Breton d’origine, je vis en Suisse depuis 38 ans pour des raisons professionnelles. Aussi, je ne suis pas l’actualité française régulièrement. Je dois admettre que lorsque le thème de votre émission du matin est la politique française, je vous abandonne souvent pour la RSR.
Bien que conscient des différences d’approche journalistique d’un pays à l’autre, il me semble cependant que la presse française – dans sa majorité – s’appauvrit qualitativement. A tel point que cela en devient – à mon sens – dommageable pour l’unité du pays.
L’hystérisation du débat sur l’âge légal de départ à la retraite en est un triste exemple. Entre les syndicats qui restent dans une logique de confrontation (gagner vs perdre), la personnalisation jusqu’à l’absurde (le Président Macron voudrait écraser la classe populaire…), les interviewers qui se prennent pour Fouquier-Tinville, etc…, personne n’a semblé vouloir rentrer dans le détail de cette loi, faire preuve de retenue, analyser froidement le texte. A part vous.
Bien que vos invités soient parfois ce que je surnomme des « Mamas » (Marxistes Masqués), vous êtes un rempart contre ce glissement vers cette médiocrité journalistique qui risque ni plus ni moins à terme de creuser la tombe de la démocratie en France. A force de tout critiquer, souvent sans argument concret, les journalistes infusent ce sentiment de défiance vis-à-vis des responsables élus. J’ai parfois l’impression que le journalisme français aujourd’hui consiste, lorsque l’Etat dit « blanc » d’aller glisser un micro sous le nez de quelqu’un – quelque-soit sa qualité – pourvu qu’il dise « noir ». Ce n’est pas bon. Le débat est essentiel, mais l’invective est néfaste.
Je suis sûr qu’il y a beaucoup de bons journalistes en France. Mais j’ai l’impression – comme pour le personnel politique du reste – que ce ne sont pas eux qui sont en première ligne. C’est bien dommage. Il faudrait beaucoup plus de Guillaume Erner.

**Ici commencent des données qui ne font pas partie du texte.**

//! Formula application
//!
//! [`FormulaEngine`] applies a stored formula to a target cell:
//!
//! 1. resolve the formula and table metadata
//! 2. consult the result cache
//! 3. on a miss, fetch the row context and evaluate
//! 4. write the value through the result sink and append a history record
//!
//! # Example
//!
//! ```rust,ignore
//! use tabcalc::prelude::*;
//!
//! let engine = FormulaEngine::new(store.clone(), store.clone(), store.clone());
//! let update = engine.apply_formula("line_total", "orders", "row_1", "total").await?;
//! println!("{} = {}", update.record.cell_id(), update.value);
//! ```

use chrono::Utc;
use tabcalc_core::{CalculationHistoryRecord, CellId, CellRecord, FormulaDefinition, ValueType};
use tabcalc_formula::{evaluate, parse_document, EvaluationContext, FormulaValue};

use crate::cache::{CacheKey, FormulaCache};
use crate::error::ApplyError;
use crate::options::EngineOptions;
use crate::provider::{CellWrite, FormulaLookup, ResultSink, RowContextProvider};

/// Result of applying a formula to one cell
#[derive(Debug, Clone, PartialEq)]
pub struct CellUpdate {
    /// The cell as stored by the sink
    pub record: CellRecord,
    /// The computed value
    pub value: FormulaValue,
    /// Whether the value came from the cache
    pub from_cache: bool,
    /// Whether the history record was stored
    pub history_recorded: bool,
}

/// A formula application together with the definition that produced it
pub(crate) struct Applied {
    pub update: CellUpdate,
    pub formula: FormulaDefinition,
}

/// Applies formulas to cells with cached evaluation
///
/// The engine is generic over its three collaborators and owns its cache.
/// All methods take `&self`, so one engine can serve concurrent callers.
pub struct FormulaEngine<P, L, S> {
    rows: P,
    lookup: L,
    sink: S,
    cache: FormulaCache,
    options: EngineOptions,
}

impl<P, L, S> FormulaEngine<P, L, S>
where
    P: RowContextProvider,
    L: FormulaLookup,
    S: ResultSink,
{
    /// Create an engine with default options
    pub fn new(rows: P, lookup: L, sink: S) -> Self {
        Self::with_options(rows, lookup, sink, EngineOptions::default())
    }

    /// Create an engine with custom options
    pub fn with_options(rows: P, lookup: L, sink: S, options: EngineOptions) -> Self {
        Self {
            rows,
            lookup,
            sink,
            cache: FormulaCache::new(options.cache_ttl),
            options,
        }
    }

    /// The result cache
    pub fn cache(&self) -> &FormulaCache {
        &self.cache
    }

    /// The engine options
    pub fn options(&self) -> &EngineOptions {
        &self.options
    }

    /// Apply a formula to the cell `table_id:row_id:column_id`
    ///
    /// Lookup, row-fetch and evaluation failures abort before anything is
    /// written or cached. A failed write is reported as
    /// [`ApplyError::Persistence`] and leaves the cache untouched. A failed
    /// history append is logged and reported through
    /// [`CellUpdate::history_recorded`].
    pub async fn apply_formula(
        &self,
        formula_id: &str,
        table_id: &str,
        row_id: &str,
        column_id: &str,
    ) -> Result<CellUpdate, ApplyError> {
        let cell = CellId::new(table_id, row_id, column_id);
        tracing::debug!(%cell, formula = formula_id, "applying formula");
        let use_cache = self.options.cache_enabled;
        Ok(self.apply(formula_id, &cell, use_cache).await?.update)
    }

    pub(crate) async fn apply(
        &self,
        formula_id: &str,
        cell: &CellId,
        use_cache: bool,
    ) -> Result<Applied, ApplyError> {
        let (formula, table) = tokio::join!(
            self.lookup.get_formula(formula_id),
            self.lookup.get_table(&cell.table),
        );
        let formula = formula
            .map_err(ApplyError::Lookup)?
            .ok_or_else(|| ApplyError::FormulaNotFound(formula_id.to_string()))?;
        let table = table
            .map_err(ApplyError::Lookup)?
            .ok_or_else(|| ApplyError::TableNotFound(cell.table.clone()))?;

        if table.column(&cell.column).is_none() {
            tracing::debug!(
                table = %table.id,
                column = %cell.column,
                "target column not in table schema"
            );
        }

        let key = CacheKey::new(formula_id, cell);
        let cached = if use_cache { self.cache.get(&key) } else { None };

        let (value, from_cache) = match cached {
            Some(value) => {
                tracing::debug!(%cell, formula = formula_id, "formula cache hit");
                (value, true)
            }
            None => (self.evaluate_formula(&formula, cell).await?, false),
        };

        let record = self
            .sink
            .write_cell_value(CellWrite {
                cell: cell.clone(),
                value: value.into(),
                value_type: ValueType::Number,
                formula_id: formula.id.clone(),
            })
            .await
            .map_err(|source| ApplyError::Persistence {
                cell: cell.clone(),
                source,
            })?;

        // Only a persisted value is cached
        if !from_cache && self.options.cache_enabled {
            self.cache.insert(key, value);
        }

        let history_recorded =
            self.options.record_history && self.record_history(&formula, cell, value).await;

        Ok(Applied {
            update: CellUpdate {
                record,
                value,
                from_cache,
                history_recorded,
            },
            formula,
        })
    }

    /// Fetch the row context and evaluate a formula for one cell
    ///
    /// Bypasses the cache and writes nothing.
    pub async fn evaluate_formula(
        &self,
        formula: &FormulaDefinition,
        cell: &CellId,
    ) -> Result<FormulaValue, ApplyError> {
        let expr = parse_document(&formula.expression)?;

        let cells = self
            .rows
            .fetch_row(&cell.table, &cell.row)
            .await
            .map_err(|source| ApplyError::RowContext {
                table: cell.table.clone(),
                row: cell.row.clone(),
                source,
            })?;

        let ctx = EvaluationContext::new(cell.table.clone(), cell.row.clone(), cells);
        let value = evaluate(&expr, &ctx)?;

        tracing::debug!(
            %cell,
            formula = %formula.id,
            depth = expr.depth(),
            siblings = ctx.sibling_cells.len(),
            %value,
            "formula evaluated"
        );
        Ok(value)
    }

    async fn record_history(
        &self,
        formula: &FormulaDefinition,
        cell: &CellId,
        value: FormulaValue,
    ) -> bool {
        let record = CalculationHistoryRecord {
            table_id: cell.table.clone(),
            row_id: cell.row.clone(),
            column_id: cell.column.clone(),
            formula_id: formula.id.clone(),
            formula_name: formula.name.clone(),
            formula_expression: formula.expression.clone(),
            calculated_value: value.as_number(),
            applied_at: Utc::now(),
        };

        match self.sink.append_history(record).await {
            Ok(()) => true,
            Err(e) => {
                tracing::warn!(
                    %cell,
                    formula = %formula.id,
                    "failed to record calculation history: {e}"
                );
                false
            }
        }
    }
}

Merci pour ce que vous faites.
Chers journalistes, je voulais juste depuis un certain temps maintenant, vous exprimer mon désenchantement (que je ne ressens que depuis quelques années) sur votre partialité vis à vis des actualités françaises. Un regard toujours orienté de la même façon idéologiquement sans ressentir le besoin de vous remettre en question vous-mêmes, et vos certitudes, sans aucune sensibilité dialectique, avec des interviews ou des débats qui déçoivent par leurs contenus prétentieusement partiels et partiaux orientés d’une façon univoque. Bref grande lassitude devant cet appauvrissement de la pensée. Heureusement je reste très fidèle à de grandes et belles émissions : celles qui parlent philosophie, littérature, histoire, actualités internationales, histoire, sciences… qui restent nombreuses et fréquentes à réjouir mon écoute ! Merci pour ces dernières.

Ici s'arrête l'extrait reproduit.